→ EXERCISE
All lines below are to be output exactly as they stand.

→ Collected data
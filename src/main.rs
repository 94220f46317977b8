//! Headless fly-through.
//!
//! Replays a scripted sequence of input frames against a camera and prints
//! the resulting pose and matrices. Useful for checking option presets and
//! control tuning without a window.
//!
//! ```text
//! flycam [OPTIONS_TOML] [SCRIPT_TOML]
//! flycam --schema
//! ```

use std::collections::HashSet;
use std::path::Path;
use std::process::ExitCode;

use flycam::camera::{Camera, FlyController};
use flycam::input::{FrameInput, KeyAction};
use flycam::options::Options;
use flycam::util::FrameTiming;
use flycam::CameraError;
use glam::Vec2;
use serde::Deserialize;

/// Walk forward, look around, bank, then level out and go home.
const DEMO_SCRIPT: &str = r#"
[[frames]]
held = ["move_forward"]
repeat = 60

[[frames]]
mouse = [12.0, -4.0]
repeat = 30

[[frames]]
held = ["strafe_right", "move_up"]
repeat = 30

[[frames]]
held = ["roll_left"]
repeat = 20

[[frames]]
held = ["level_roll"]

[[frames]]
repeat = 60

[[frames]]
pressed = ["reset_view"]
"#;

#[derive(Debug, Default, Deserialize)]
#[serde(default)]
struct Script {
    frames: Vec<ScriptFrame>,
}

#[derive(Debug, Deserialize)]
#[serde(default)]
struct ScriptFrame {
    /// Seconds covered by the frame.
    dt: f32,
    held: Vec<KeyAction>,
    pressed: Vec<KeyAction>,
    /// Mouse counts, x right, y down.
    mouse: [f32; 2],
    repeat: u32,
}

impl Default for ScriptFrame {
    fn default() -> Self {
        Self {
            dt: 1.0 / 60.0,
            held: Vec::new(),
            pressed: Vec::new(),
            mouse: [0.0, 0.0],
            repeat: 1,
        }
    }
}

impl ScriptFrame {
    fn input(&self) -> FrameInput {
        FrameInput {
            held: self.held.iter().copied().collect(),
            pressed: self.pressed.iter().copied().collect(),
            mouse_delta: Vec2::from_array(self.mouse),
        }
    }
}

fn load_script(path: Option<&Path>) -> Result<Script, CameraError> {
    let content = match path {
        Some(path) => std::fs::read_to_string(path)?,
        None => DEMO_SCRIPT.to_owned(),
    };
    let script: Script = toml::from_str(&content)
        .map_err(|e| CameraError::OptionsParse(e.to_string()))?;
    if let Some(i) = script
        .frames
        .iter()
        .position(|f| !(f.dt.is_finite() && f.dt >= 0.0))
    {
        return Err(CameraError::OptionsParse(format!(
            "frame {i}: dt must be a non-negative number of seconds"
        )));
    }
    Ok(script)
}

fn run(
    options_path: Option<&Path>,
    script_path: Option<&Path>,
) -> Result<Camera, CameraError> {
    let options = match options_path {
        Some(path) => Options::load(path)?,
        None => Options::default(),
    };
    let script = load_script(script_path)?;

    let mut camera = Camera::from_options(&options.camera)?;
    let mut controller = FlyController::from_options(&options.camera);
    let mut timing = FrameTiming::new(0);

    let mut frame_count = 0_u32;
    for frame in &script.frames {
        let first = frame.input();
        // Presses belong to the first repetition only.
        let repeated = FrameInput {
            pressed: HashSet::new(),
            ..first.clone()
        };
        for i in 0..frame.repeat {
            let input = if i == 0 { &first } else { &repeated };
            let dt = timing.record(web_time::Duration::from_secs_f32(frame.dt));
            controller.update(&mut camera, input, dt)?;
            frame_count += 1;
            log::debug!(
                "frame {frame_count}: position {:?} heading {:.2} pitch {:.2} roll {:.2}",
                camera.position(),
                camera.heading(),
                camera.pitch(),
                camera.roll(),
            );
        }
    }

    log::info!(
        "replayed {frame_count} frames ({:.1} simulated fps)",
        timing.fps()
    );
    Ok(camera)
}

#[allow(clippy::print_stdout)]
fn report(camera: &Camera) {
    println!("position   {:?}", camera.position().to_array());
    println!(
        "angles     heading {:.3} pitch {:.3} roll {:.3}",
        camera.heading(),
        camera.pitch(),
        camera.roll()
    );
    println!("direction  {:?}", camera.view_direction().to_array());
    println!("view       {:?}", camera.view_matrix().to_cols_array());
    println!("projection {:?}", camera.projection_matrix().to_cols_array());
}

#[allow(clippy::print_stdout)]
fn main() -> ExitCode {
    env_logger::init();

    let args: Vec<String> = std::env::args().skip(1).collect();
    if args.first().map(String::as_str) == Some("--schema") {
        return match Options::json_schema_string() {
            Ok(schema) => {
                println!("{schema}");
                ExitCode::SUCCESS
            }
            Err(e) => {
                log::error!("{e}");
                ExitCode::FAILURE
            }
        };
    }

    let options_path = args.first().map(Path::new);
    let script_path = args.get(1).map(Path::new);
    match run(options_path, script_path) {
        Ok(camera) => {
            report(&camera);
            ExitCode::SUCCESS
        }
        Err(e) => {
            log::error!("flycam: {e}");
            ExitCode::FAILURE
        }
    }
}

→ RESPONSE AREA
filename src/main.rs
repository 94220f46317977b8
//! Headless fly-through.
//!
//! Replays a scripted sequence of input frames against a camera and prints
//! the resulting pose and matrices. Useful for checking option presets and
//! control tuning without a window.
//!
//! ```text
//! flycam [OPTIONS_TOML] [SCRIPT_TOML]
//! flycam --schema
//! ```

use std::collections::HashSet;
use std::path::Path;
use std::process::ExitCode;

use flycam::camera::{Camera, FlyController};
use flycam::input::{FrameInput, KeyAction};
use flycam::options::Options;
use flycam::util::FrameTiming;
use flycam::CameraError;
use glam::Vec2;
use serde::Deserialize;

/// Walk forward, look around, bank, then level out and go home.
const DEMO_SCRIPT: &str = r#"
[[frames]]
held = ["move_forward"]
repeat = 60

[[frames]]
mouse = [12.0, -4.0]
repeat = 30

[[frames]]
held = ["strafe_right", "move_up"]
repeat = 30

[[frames]]
held = ["roll_left"]
repeat = 20

[[frames]]
held = ["level_roll"]

[[frames]]
repeat = 60

[[frames]]
pressed = ["reset_view"]
"#;

#[derive(Debug, Default, Deserialize)]
#[serde(default)]
struct Script {
    frames: Vec<ScriptFrame>,
}

#[derive(Debug, Deserialize)]
#[serde(default)]
struct ScriptFrame {
    /// Seconds covered by the frame.
    dt: f32,
    held: Vec<KeyAction>,
    pressed: Vec<KeyAction>,
    /// Mouse counts, x right, y down.
    mouse: [f32; 2],
    repeat: u32,
}

impl Default for ScriptFrame {
    fn default() -> Self {
        Self {
            dt: 1.0 / 60.0,
            held: Vec::new(),
            pressed: Vec::new(),
            mouse: [0.0, 0.0],
            repeat: 1,
        }
    }
}

impl ScriptFrame {
    fn input(&self) -> FrameInput {
        FrameInput {
            held: self.held.iter().copied().collect(),
            pressed: self.pressed.iter().copied().collect(),
            mouse_delta: Vec2::from_array(self.mouse),
        }
    }
}

fn load_script(path: Option<&Path>) -> Result<Script, CameraError> {
    let content = match path {
        Some(path) => std::fs::read_to_string(path)?,
        None => DEMO_SCRIPT.to_owned(),
    };
    let script: Script = toml::from_str(&content)
        .map_err(|e| CameraError::OptionsParse(e.to_string()))?;
    if let Some(i) = script
        .frames
        .iter()
        .position(|f| !(f.dt.is_finite() && f.dt >= 0.0))
    {
        return Err(CameraError::OptionsParse(format!(
            "frame {i}: dt must be a non-negative number of seconds"
        )));
    }
    Ok(script)
}

fn run(
    options_path: Option<&Path>,
    script_path: Option<&Path>,
) -> Result<Camera, CameraError> {
    let options = match options_path {
        Some(path) => Options::load(path)?,
        None => Options::default(),
    };
    let script = load_script(script_path)?;

    let mut camera = Camera::from_options(&options.camera)?;
    let mut controller = FlyController::from_options(&options.camera);
    let mut timing = FrameTiming::new(0);

    let mut frame_count = 0_u32;
    for frame in &script.frames {
        let first = frame.input();
        // Presses belong to the first repetition only.
        let repeated = FrameInput {
            pressed: HashSet::new(),
            ..first.clone()
        };
        for i in 0..frame.repeat {
            let input = if i == 0 { &first } else { &repeated };
            let dt = timing.record(web_time::Duration::from_secs_f32(frame.dt));
            controller.update(&mut camera, input, dt)?;
            frame_count += 1;
            log::debug!(
                "frame {frame_count}: position {:?} heading {:.2} pitch {:.2} roll {:.2}",
                camera.position(),
                camera.heading(),
                camera.pitch(),
                camera.roll(),
            );
        }
    }

    log::info!(
        "replayed {frame_count} frames ({:.1} simulated fps)",
        timing.fps()
    );
    Ok(camera)
}

#[allow(clippy::print_stdout)]
fn report(camera: &Camera) {
    println!("position   {:?}", camera.position().to_array());
    println!(
        "angles     heading {:.3} pitch {:.3} roll {:.3}",
        camera.heading(),
        camera.pitch(),
        camera.roll()
    );
    println!("direction  {:?}", camera.view_direction().to_array());
    println!("view       {:?}", camera.view_matrix().to_cols_array());
    println!("projection {:?}", camera.projection_matrix().to_cols_array());
}

#[allow(clippy::print_stdout)]
fn main() -> ExitCode {
    env_logger::init();

    let args: Vec<String> = std::env::args().skip(1).collect();
    if args.first().map(String::as_str) == Some("--schema") {
        return match Options::json_schema_string() {
            Ok(schema) => {
                println!("{schema}");
                ExitCode::SUCCESS
            }
            Err(e) => {
                log::error!("{e}");
                ExitCode::FAILURE
            }
        };
    }

    let options_path = args.first().map(Path::new);
    let script_path = args.get(1).map(Path::new);
    match run(options_path, script_path) {
        Ok(camera) => {
            report(&camera);
            ExitCode::SUCCESS
        }
        Err(e) => {
            log::error!("flycam: {e}");
            ExitCode::FAILURE
        }
    }
}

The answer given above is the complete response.